**DIRECTIONS:** Pull out each line of the data that includes the word "match".

**DATA RECORDS:**
//! Containers screen: Docker containers on the monitored host.

use color_eyre::eyre::Result;
use crossterm::event::{KeyCode, KeyEvent};
use ratatui::Frame;
use ratatui::layout::{Constraint, Layout, Rect};
use ratatui::style::Style;
use ratatui::text::{Line, Span};
use ratatui::widgets::{Block, BorderType, Borders, Cell, Paragraph, Row, Table, TableState};

use logwatch_api::ContainerRecord;

use crate::action::{Action, Loaded};
use crate::component::Component;
use crate::theme;
use crate::widgets::fmt;

pub struct ContainersScreen {
    focused: bool,
    containers: Vec<ContainerRecord>,
    loaded: bool,
    table_state: TableState,
}

impl ContainersScreen {
    pub fn new() -> Self {
        Self {
            focused: false,
            containers: Vec::new(),
            loaded: false,
            table_state: TableState::default(),
        }
    }

    fn selected(&self) -> Option<&ContainerRecord> {
        self.containers.get(self.table_state.selected().unwrap_or(0))
    }

    fn move_selection(&mut self, delta: isize) {
        if self.containers.is_empty() {
            return;
        }
        let current = self.table_state.selected().unwrap_or(0);
        let next = current
            .saturating_add_signed(delta)
            .min(self.containers.len() - 1);
        self.table_state.select(Some(next));
    }
}

impl Default for ContainersScreen {
    fn default() -> Self {
        Self::new()
    }
}

impl Component for ContainersScreen {
    fn handle_key_event(&mut self, key: KeyEvent) -> Result<Option<Action>> {
        let action = match key.code {
            KeyCode::Char('j') | KeyCode::Down => {
                self.move_selection(1);
                None
            }
            KeyCode::Char('k') | KeyCode::Up => {
                self.move_selection(-1);
                None
            }
            KeyCode::Enter | KeyCode::Char('l') => {
                self.selected().map(|c| Action::ShowContainerLogs {
                    id: c.id.clone(),
                    name: c.name.clone(),
                })
            }
            KeyCode::Char('r') => Some(Action::LoadContainers),
            _ => None,
        };
        Ok(action)
    }

    fn update(&mut self, action: &Action) -> Result<Option<Action>> {
        if let Action::Loaded(_, Loaded::Containers(containers)) = action {
            self.containers.clone_from(containers);
            self.loaded = true;
            let selected = self.table_state.selected().unwrap_or(0);
            self.table_state.select(if self.containers.is_empty() {
                None
            } else {
                Some(selected.min(self.containers.len() - 1))
            });
        }
        Ok(None)
    }

    fn render(&self, frame: &mut Frame, area: Rect) {
        let title = if self.loaded {
            format!(" Containers ({}) ", self.containers.len())
        } else {
            " Containers ".to_owned()
        };
        let block = Block::default()
            .title(title)
            .title_style(theme::title_style())
            .borders(Borders::ALL)
            .border_type(BorderType::Rounded)
            .border_style(if self.focused {
                theme::border_focused()
            } else {
                theme::border_default()
            });
        let inner = block.inner(area);
        frame.render_widget(block, area);

        let layout = Layout::vertical([Constraint::Min(1), Constraint::Length(1)]).split(inner);

        if !self.loaded {
            frame.render_widget(
                Paragraph::new("  Loading containers…").style(theme::empty_state()),
                layout[0],
            );
        } else if self.containers.is_empty() {
            frame.render_widget(
                Paragraph::new(vec![
                    Line::from(""),
                    Line::from(Span::styled("  No containers", theme::title_style())),
                    Line::from(Span::styled(
                        "  No Docker containers were found on the monitored host",
                        theme::empty_state(),
                    )),
                ]),
                layout[0],
            );
        } else {
            let header =
                Row::new(["", "Name", "ID", "Image", "Status", "Created"]).style(theme::table_header());
            let rows: Vec<Row> = self
                .containers
                .iter()
                .map(|c| {
                    let state = theme::container_state(c.status);
                    Row::new(vec![
                        Cell::from("●").style(state),
                        Cell::from(c.name.clone()).style(Style::default().fg(theme::NEON_CYAN)),
                        Cell::from(c.id.clone()),
                        Cell::from(c.image.clone()),
                        Cell::from(c.status.to_string()).style(state),
                        Cell::from(
                            c.created
                                .as_deref()
                                .map_or_else(|| "─".to_owned(), fmt::format_timestamp),
                        ),
                    ])
                    .style(theme::table_row())
                })
                .collect();

            let table = Table::new(
                rows,
                [
                    Constraint::Length(1),
                    Constraint::Length(24),
                    Constraint::Length(13),
                    Constraint::Min(20),
                    Constraint::Length(11),
                    Constraint::Length(19),
                ],
            )
            .header(header)
            .row_highlight_style(theme::table_selected());

            let mut state = self.table_state.clone();
            frame.render_stateful_widget(table, layout[0], &mut state);
        }

        let hints = Line::from(vec![
            Span::styled("  j/k ", theme::key_hint_key()),
            Span::styled("select  ", theme::key_hint()),
            Span::styled("Enter/l ", theme::key_hint_key()),
            Span::styled("logs  ", theme::key_hint()),
            Span::styled("r ", theme::key_hint_key()),
            Span::styled("refresh", theme::key_hint()),
        ]);
        frame.render_widget(Paragraph::new(hints), layout[1]);
    }

    fn focused(&self) -> bool {
        self.focused
    }

    fn set_focused(&mut self, focused: bool) {
        self.focused = focused;
    }
}

#[cfg(test)]
#[allow(clippy::unwrap_used)]
mod tests {
    use super::*;
    use crossterm::event::KeyModifiers;
    use serde_json::json;

    use crate::action::{RequestId, Resource};
    use crate::test_util::buffer_text;

    fn loaded(containers: serde_json::Value) -> Action {
        Action::Loaded(
            RequestId {
                resource: Resource::Containers,
                generation: 1,
            },
            Loaded::Containers(serde_json::from_value(containers).unwrap()),
        )
    }

    #[test]
    fn empty_list_renders_empty_state() {
        let mut screen = ContainersScreen::new();
        screen.update(&loaded(json!([]))).unwrap();

        let text = buffer_text(100, 12, |f| screen.render(f, f.area()));
        assert!(text.contains("No containers"), "{text}");
    }

    #[test]
    fn logs_key_targets_selected_container() {
        let mut screen = ContainersScreen::new();
        screen
            .update(&loaded(json!([
                {"id": "0123456789ab", "name": "web", "image": "nginx", "status": "running"},
                {"id": "ba9876543210", "name": "batch", "image": "job", "status": "exited"}
            ])))
            .unwrap();

        screen
            .handle_key_event(KeyEvent::new(KeyCode::Down, KeyModifiers::NONE))
            .unwrap();
        let action = screen
            .handle_key_event(KeyEvent::new(KeyCode::Char('l'), KeyModifiers::NONE))
            .unwrap();
        match action {
            Some(Action::ShowContainerLogs { id, name }) => {
                assert_eq!(id, "ba9876543210");
                assert_eq!(name, "batch");
            }
            other => panic!("expected ShowContainerLogs, got {other:?}"),
        }

        let text = buffer_text(120, 12, |f| screen.render(f, f.area()));
        assert!(text.contains("exited"));
    }
}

**OUTPUT:**
        let action = match key.code {
        match action {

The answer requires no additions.